It’s true. A 14-year-old student actually has some perspective on the world and language to share his thoughts. Though, not much perspective, and his or her literacy language is merely emerging, but the fundamentals of storytelling are there.
In my classroom, I like using the following clip of Richard Wagamese to illustrate a few aspects of storytelling.
- First, professional storytelling is a real job. You can make money at it.
- Second, Wagamese’s words are as universal to the human condition as they are simultaneously specific to our Minnesotan community, though he is Canadian. The accent is even there.
- Third, Wagamese’ content thesis about the language explosion of children is true and important.
I heard some stories from high school freshmen last week. I learned that:
- a plane that drops into the ocean can hold a beautiful, human connection. (I didn’t even care if the final moments left us with puzzled faces. Did they die??)

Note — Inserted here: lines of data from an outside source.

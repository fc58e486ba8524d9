//! Sparse statevector simulation engine.

use num_complex::Complex64;
use rand::Rng;
use rustc_hash::FxHashMap;
use std::f64::consts::FRAC_1_SQRT_2;

use qarith_ir::{Instruction, QubitId, QubitRegister, StandardGate};

use crate::error::{SimError, SimResult};

/// Amplitudes smaller than this are dropped after every gate.
pub const PRUNE_EPSILON: f64 = 1e-9;

/// Probability a state must reach to count as a single basis state.
pub const BASIS_TOLERANCE: f64 = 1e-6;

/// A statevector storing only non-zero amplitudes.
///
/// Basis index bit `q` holds the value of qubit `q`. Reversible arithmetic
/// keeps the support small (a basis state, or a register-sized superposition
/// between Fourier transforms), so a hash map beats a dense `2^n` vector.
#[derive(Debug, Clone)]
pub struct SparseStatevector {
    amplitudes: FxHashMap<u64, Complex64>,
    num_qubits: u32,
}

impl SparseStatevector {
    /// Create a statevector in basis state `index`.
    pub fn basis(num_qubits: u32, index: u64) -> Self {
        let mut amplitudes = FxHashMap::default();
        amplitudes.insert(index, Complex64::new(1.0, 0.0));
        Self {
            amplitudes,
            num_qubits,
        }
    }

    /// Get the number of qubits.
    pub fn num_qubits(&self) -> u32 {
        self.num_qubits
    }

    /// Number of basis states with non-zero amplitude.
    pub fn support(&self) -> usize {
        self.amplitudes.len()
    }

    /// Amplitude of basis state `index`.
    pub fn amplitude(&self, index: u64) -> Complex64 {
        self.amplitudes
            .get(&index)
            .copied()
            .unwrap_or(Complex64::new(0.0, 0.0))
    }

    /// Probability of basis state `index`.
    pub fn probability(&self, index: u64) -> f64 {
        self.amplitude(index).norm_sqr()
    }

    /// Apply an instruction to the statevector.
    pub fn apply(&mut self, instruction: &Instruction) {
        let controls = mask(&instruction.controls);
        let targets = &instruction.targets;
        match &instruction.gate {
            StandardGate::X => {
                let flip = bit(targets[0]);
                self.permute(controls, |i| i ^ flip);
            }
            StandardGate::Swap => {
                let (a, b) = (bit(targets[0]), bit(targets[1]));
                self.permute(controls, |i| {
                    if (i & a == 0) != (i & b == 0) {
                        i ^ a ^ b
                    } else {
                        i
                    }
                });
            }
            StandardGate::Permutation(table) => {
                self.permute(controls, |i| {
                    let field = gather(i, targets);
                    scatter(i, targets, table[field as usize])
                });
            }
            StandardGate::P(theta) => self.apply_phase(controls, bit(targets[0]), *theta),
            StandardGate::H => self.apply_h(controls, bit(targets[0])),
        }
    }

    /// Relabel basis states where every control bit is set.
    fn permute(&mut self, controls: u64, map: impl Fn(u64) -> u64) {
        let old = std::mem::take(&mut self.amplitudes);
        self.amplitudes.reserve(old.len());
        for (index, amp) in old {
            let next = if index & controls == controls {
                map(index)
            } else {
                index
            };
            self.amplitudes.insert(next, amp);
        }
    }

    fn apply_phase(&mut self, controls: u64, target: u64, theta: f64) {
        let active = controls | target;
        let phase = Complex64::from_polar(1.0, theta);
        for (index, amp) in &mut self.amplitudes {
            if index & active == active {
                *amp *= phase;
            }
        }
    }

    fn apply_h(&mut self, controls: u64, target: u64) {
        let old = std::mem::take(&mut self.amplitudes);
        let mut next: FxHashMap<u64, Complex64> = FxHashMap::default();
        next.reserve(2 * old.len());
        for (index, amp) in old {
            if index & controls != controls {
                *next.entry(index).or_default() += amp;
                continue;
            }
            let zero = index & !target;
            let one = index | target;
            let scaled = amp * FRAC_1_SQRT_2;
            *next.entry(zero).or_default() += scaled;
            if index & target == 0 {
                *next.entry(one).or_default() += scaled;
            } else {
                *next.entry(one).or_default() -= scaled;
            }
        }
        next.retain(|_, amp| amp.norm() >= PRUNE_EPSILON);
        self.amplitudes = next;
    }

    /// The single basis state holding (almost) all probability.
    pub fn basis_state(&self) -> SimResult<u64> {
        let (index, probability) = self
            .amplitudes
            .iter()
            .map(|(&i, a)| (i, a.norm_sqr()))
            .max_by(|a, b| a.1.total_cmp(&b.1))
            .unwrap_or((0, 0.0));
        if probability < 1.0 - BASIS_TOLERANCE {
            return Err(SimError::NotBasisState { probability });
        }
        Ok(index)
    }

    /// Value held by `register` when the state is a basis state.
    pub fn read(&self, register: &QubitRegister) -> SimResult<u64> {
        Ok(gather(self.basis_state()?, register.qubits()))
    }

    /// Value of a single qubit when the state is a basis state.
    pub fn read_qubit(&self, qubit: QubitId) -> SimResult<bool> {
        Ok(self.basis_state()? & bit(qubit) != 0)
    }

    /// Draw `shots` samples of the full basis index.
    pub fn sample<R: Rng>(&self, shots: usize, rng: &mut R) -> FxHashMap<u64, usize> {
        let mut entries: Vec<(u64, f64)> = self
            .amplitudes
            .iter()
            .map(|(&i, a)| (i, a.norm_sqr()))
            .collect();
        entries.sort_unstable_by_key(|&(i, _)| i);
        let total: f64 = entries.iter().map(|&(_, p)| p).sum();

        let mut counts = FxHashMap::default();
        for _ in 0..shots {
            let r = rng.r#gen::<f64>() * total;
            let mut cumulative = 0.0;
            let mut outcome = entries.last().map_or(0, |&(i, _)| i);
            for &(index, p) in &entries {
                cumulative += p;
                if r < cumulative {
                    outcome = index;
                    break;
                }
            }
            *counts.entry(outcome).or_insert(0) += 1;
        }
        counts
    }
}

fn bit(qubit: QubitId) -> u64 {
    1_u64 << qubit.0
}

fn mask(qubits: &[QubitId]) -> u64 {
    qubits.iter().fold(0, |m, &q| m | bit(q))
}

/// Pack the bits of `index` at `qubits` into an integer, LSB first.
pub(crate) fn gather(index: u64, qubits: &[QubitId]) -> u64 {
    qubits
        .iter()
        .enumerate()
        .fold(0, |v, (k, &q)| v | (((index >> q.0) & 1) << k))
}

/// Overwrite the bits of `index` at `qubits` with `value`.
pub(crate) fn scatter(index: u64, qubits: &[QubitId], value: u64) -> u64 {
    qubits.iter().enumerate().fold(index, |i, (k, &q)| {
        (i & !bit(q)) | (((value >> k) & 1) << q.0)
    })
}
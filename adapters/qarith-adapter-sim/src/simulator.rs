//! Basis-input evaluation of whole circuits.

use tracing::{debug, instrument};

use qarith_ir::{Circuit, QubitId, QubitRegister};

use crate::error::{SimError, SimResult};
use crate::statevector::{SparseStatevector, scatter};

/// Largest circuit the evaluator accepts; basis indices are `u64`.
pub const MAX_QUBITS: u32 = 64;

/// Initial register values for an evaluation. Unset wires start at 0.
#[derive(Debug, Clone, Default)]
pub struct BasisInput {
    registers: Vec<(QubitRegister, u64)>,
}

impl BasisInput {
    /// All wires at |0⟩.
    pub fn new() -> Self {
        Self::default()
    }

    /// Load `value` into `register`.
    pub fn with(mut self, register: &QubitRegister, value: u64) -> Self {
        self.registers.push((register.clone(), value));
        self
    }

    /// Load a single wire.
    pub fn with_qubit(self, qubit: QubitId, set: bool) -> Self {
        self.with(&QubitRegister::from_qubits(vec![qubit]), u64::from(set))
    }

    /// Pack the inputs into one basis index.
    pub fn index(&self, num_qubits: u32) -> SimResult<u64> {
        let mut index = 0;
        for (register, value) in &self.registers {
            let width = register.len();
            if width < 64 && *value >> width != 0 {
                return Err(SimError::ValueTooLarge {
                    value: *value,
                    width,
                });
            }
            if let Some(qubit) = register.iter().find(|q| q.0 >= num_qubits) {
                return Err(SimError::QubitOutOfRange {
                    qubit: qubit.0,
                    num_qubits,
                });
            }
            index = scatter(index, register.qubits(), *value);
        }
        Ok(index)
    }
}

/// Runs circuits on basis-state inputs.
#[derive(Debug, Clone)]
pub struct Simulator {
    max_qubits: u32,
}

impl Simulator {
    /// Create an evaluator with the default qubit limit.
    pub fn new() -> Self {
        Self {
            max_qubits: MAX_QUBITS,
        }
    }

    /// Create an evaluator with a lower qubit limit.
    pub fn with_max_qubits(max_qubits: u32) -> Self {
        Self {
            max_qubits: max_qubits.min(MAX_QUBITS),
        }
    }

    /// Apply `circuit` to the basis state described by `input`.
    #[instrument(skip_all, fields(circuit = circuit.name(), qubits = circuit.num_qubits()))]
    pub fn run(&self, circuit: &Circuit, input: &BasisInput) -> SimResult<SparseStatevector> {
        let num_qubits = circuit.num_qubits();
        if num_qubits > self.max_qubits {
            return Err(SimError::TooManyQubits {
                num_qubits,
                max: self.max_qubits,
            });
        }

        let mut sv = SparseStatevector::basis(num_qubits, input.index(num_qubits)?);
        let mut peak = 1;
        for inst in circuit.instructions() {
            sv.apply(inst);
            peak = peak.max(sv.support());
        }

        debug!(
            gates = circuit.len(),
            peak_support = peak,
            "evaluation complete"
        );
        Ok(sv)
    }
}

impl Default for Simulator {
    fn default() -> Self {
        Self::new()
    }
}
//! Error types for the evaluator.

use thiserror::Error;

/// Errors raised while preparing or reading a simulated state.
#[derive(Debug, Clone, PartialEq, Error)]
#[non_exhaustive]
pub enum SimError {
    /// Basis indices are packed into a `u64`.
    #[error("Circuit needs {num_qubits} qubits, evaluator supports at most {max}")]
    TooManyQubits {
        /// Qubits the circuit addresses.
        num_qubits: u32,
        /// Evaluator limit.
        max: u32,
    },

    /// An input value does not fit its register.
    #[error("Value {value} does not fit a {width}-qubit register")]
    ValueTooLarge {
        /// The value to load.
        value: u64,
        /// Register width.
        width: usize,
    },

    /// An input wire falls outside the circuit.
    #[error("Input qubit {qubit} outside a {num_qubits}-qubit circuit")]
    QubitOutOfRange {
        /// Offending wire index.
        qubit: u32,
        /// Circuit width.
        num_qubits: u32,
    },

    /// The state is a superposition, so it has no single register value.
    #[error("State is not a basis state (largest probability {probability:.6})")]
    NotBasisState {
        /// Probability of the dominant basis state.
        probability: f64,
    },
}

/// Result type for evaluator operations.
pub type SimResult<T> = Result<T, SimError>;
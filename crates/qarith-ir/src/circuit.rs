//! High-level circuit builder API.

use std::collections::BTreeMap;

use serde::{Deserialize, Serialize};

use crate::error::{IrError, IrResult};
use crate::gate::StandardGate;
use crate::instruction::Instruction;
use crate::qubit::QubitId;

/// A reversible circuit: an ordered instruction list over a fixed qubit count.
///
/// Every operand of every instruction is below [`Circuit::num_qubits`].
/// Builder methods validate their operands and chain.
#[derive(Debug, Clone, PartialEq, Serialize, Deserialize)]
pub struct Circuit {
    /// Name of the circuit.
    name: String,
    /// Total qubits addressed by the circuit.
    num_qubits: u32,
    /// Instructions in application order.
    instructions: Vec<Instruction>,
}

impl Circuit {
    /// Create an empty circuit over `num_qubits` wires.
    pub fn new(name: impl Into<String>, num_qubits: u32) -> Self {
        Self {
            name: name.into(),
            num_qubits,
            instructions: vec![],
        }
    }

    /// Get the circuit name.
    pub fn name(&self) -> &str {
        &self.name
    }

    /// Set the circuit name.
    pub fn set_name(&mut self, name: impl Into<String>) {
        self.name = name.into();
    }

    /// Get the number of qubits.
    pub fn num_qubits(&self) -> u32 {
        self.num_qubits
    }

    /// Get the instructions in order.
    pub fn instructions(&self) -> &[Instruction] {
        &self.instructions
    }

    /// Number of instructions.
    pub fn len(&self) -> usize {
        self.instructions.len()
    }

    /// Check if the circuit has no instructions.
    pub fn is_empty(&self) -> bool {
        self.instructions.is_empty()
    }

    /// Append a validated instruction.
    pub fn push(&mut self, instruction: Instruction) -> IrResult<&mut Self> {
        instruction.validate(self.num_qubits)?;
        self.instructions.push(instruction);
        Ok(self)
    }

    // =========================================================================
    // Single-qubit gates
    // =========================================================================

    /// Apply bit flip.
    pub fn x(&mut self, qubit: QubitId) -> IrResult<&mut Self> {
        self.push(Instruction::gate(StandardGate::X, [qubit]))
    }

    /// Apply Hadamard gate.
    pub fn h(&mut self, qubit: QubitId) -> IrResult<&mut Self> {
        self.push(Instruction::gate(StandardGate::H, [qubit]))
    }

    /// Apply phase rotation diag(1, e^{iθ}).
    pub fn p(&mut self, theta: f64, qubit: QubitId) -> IrResult<&mut Self> {
        self.push(Instruction::gate(StandardGate::P(theta), [qubit]))
    }

    // =========================================================================
    // Controlled gates
    // =========================================================================

    /// Apply CNOT.
    pub fn cx(&mut self, control: QubitId, target: QubitId) -> IrResult<&mut Self> {
        self.push(Instruction::controlled(StandardGate::X, [control], [target]))
    }

    /// Apply Toffoli.
    pub fn ccx(&mut self, c1: QubitId, c2: QubitId, target: QubitId) -> IrResult<&mut Self> {
        self.push(Instruction::controlled(StandardGate::X, [c1, c2], [target]))
    }

    /// Apply X controlled on every qubit in `controls`.
    ///
    /// With no controls this is a plain bit flip.
    pub fn mcx(&mut self, controls: &[QubitId], target: QubitId) -> IrResult<&mut Self> {
        self.push(Instruction::controlled(
            StandardGate::X,
            controls.iter().copied(),
            [target],
        ))
    }

    /// Apply controlled phase rotation.
    pub fn cp(&mut self, theta: f64, control: QubitId, target: QubitId) -> IrResult<&mut Self> {
        self.push(Instruction::controlled(
            StandardGate::P(theta),
            [control],
            [target],
        ))
    }

    /// Apply a doubly-controlled phase rotation.
    ///
    /// Emitted as two controlled phases of θ/2, a CNOT-conjugated controlled
    /// phase of -θ/2 on `c2`: the phase lands only when `c1 = c2 = 1`.
    pub fn ccp(
        &mut self,
        theta: f64,
        c1: QubitId,
        c2: QubitId,
        target: QubitId,
    ) -> IrResult<&mut Self> {
        if c1 == c2 {
            return Err(IrError::DuplicateQubit {
                qubit: c1,
                gate_name: Some("ccp".into()),
            });
        }
        let half = theta / 2.0;
        self.cp(half, c1, target)?
            .cp(half, c2, target)?
            .cx(c1, c2)?
            .cp(-half, c2, target)?
            .cx(c1, c2)
    }

    /// Apply controlled Hadamard as an explicit controlled block.
    pub fn ch(&mut self, control: QubitId, target: QubitId) -> IrResult<&mut Self> {
        self.push(Instruction::controlled(StandardGate::H, [control], [target]))
    }

    /// Apply SWAP.
    pub fn swap(&mut self, q1: QubitId, q2: QubitId) -> IrResult<&mut Self> {
        self.push(Instruction::gate(StandardGate::Swap, [q1, q2]))
    }

    /// Apply controlled SWAP (Fredkin).
    pub fn cswap(&mut self, control: QubitId, q1: QubitId, q2: QubitId) -> IrResult<&mut Self> {
        self.push(Instruction::controlled(
            StandardGate::Swap,
            [control],
            [q1, q2],
        ))
    }

    /// Apply a classical permutation block over `targets` (LSB first).
    pub fn permutation(&mut self, targets: &[QubitId], table: Vec<u64>) -> IrResult<&mut Self> {
        self.push(Instruction::gate(
            StandardGate::Permutation(table),
            targets.iter().copied(),
        ))
    }

    // =========================================================================
    // Composition
    // =========================================================================

    /// Append every instruction of `other` verbatim.
    ///
    /// `other` must not address more qubits than this circuit.
    pub fn append(&mut self, other: &Circuit) -> IrResult<&mut Self> {
        if other.num_qubits > self.num_qubits {
            return Err(IrError::WidthMismatch {
                expected: self.num_qubits,
                got: other.num_qubits,
            });
        }
        self.instructions.extend(other.instructions.iter().cloned());
        Ok(self)
    }

    /// Return a copy over `num_qubits` wires with every operand rewritten by `map`.
    pub fn remap(&self, num_qubits: u32, map: impl Fn(QubitId) -> QubitId) -> IrResult<Circuit> {
        let mut remapped = Circuit::new(self.name.clone(), num_qubits);
        for inst in &self.instructions {
            remapped.push(Instruction {
                gate: inst.gate.clone(),
                controls: inst.controls.iter().map(|&q| map(q)).collect(),
                targets: inst.targets.iter().map(|&q| map(q)).collect(),
            })?;
        }
        Ok(remapped)
    }

    /// Append `other` with its qubit `i` placed at `positions[i]`.
    pub fn embed(&mut self, other: &Circuit, positions: &[QubitId]) -> IrResult<&mut Self> {
        if positions.len() < other.num_qubits as usize {
            return Err(IrError::WidthMismatch {
                expected: positions.len() as u32,
                got: other.num_qubits,
            });
        }
        let placed = other.remap(self.num_qubits, |q| positions[q.index()])?;
        self.instructions.extend(placed.instructions);
        Ok(self)
    }

    /// Same instructions over a wider qubit space.
    pub fn widened(&self, num_qubits: u32) -> IrResult<Circuit> {
        if num_qubits < self.num_qubits {
            return Err(IrError::WidthMismatch {
                expected: num_qubits,
                got: self.num_qubits,
            });
        }
        Ok(Circuit {
            name: self.name.clone(),
            num_qubits,
            instructions: self.instructions.clone(),
        })
    }

    // =========================================================================
    // Statistics
    // =========================================================================

    /// Number of layers when every instruction is scheduled as early as its
    /// operands allow.
    pub fn depth(&self) -> usize {
        let mut levels = vec![0_usize; self.num_qubits as usize];
        let mut depth = 0;
        for inst in &self.instructions {
            let level = inst
                .qubits()
                .filter_map(|q| levels.get(q.index()).copied())
                .max()
                .unwrap_or(0)
                + 1;
            for q in inst.qubits() {
                if let Some(slot) = levels.get_mut(q.index()) {
                    *slot = level;
                }
            }
            depth = depth.max(level);
        }
        depth
    }

    /// Instruction counts keyed by name (`x`, `cx`, `ccx`, `cp`, ...).
    pub fn gate_counts(&self) -> BTreeMap<String, usize> {
        let mut counts = BTreeMap::new();
        for inst in &self.instructions {
            *counts.entry(inst.name()).or_insert(0) += 1;
        }
        counts
    }

    /// Number of instructions touching exactly two qubits.
    pub fn two_qubit_count(&self) -> usize {
        self.instructions
            .iter()
            .filter(|inst| inst.controls.len() + inst.targets.len() == 2)
            .count()
    }
}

- Sign Language gracefully adds a visual layer, reminding me of the companionship of seeing and hearing and storytelling.
- a little goof-troop kid may think that he is, indeed, Harry Potter. All the clues of his life seem to support this inevitable conclusion.
- a statue has quietly watched a young man and young woman love and marry and become a devoted husband and Alzheimer’s patient.
- a poisonous, sentient mushroom colony is observed by a young woman who warns her community of the suspect nature of salad bar items, but to no avail.
- a girl’s tortured decent into clinical depression is combated only by an acceptance of her father’s love.
More to come on this topic, I am sure. Hopefully, Mr. Wagamese would be proud.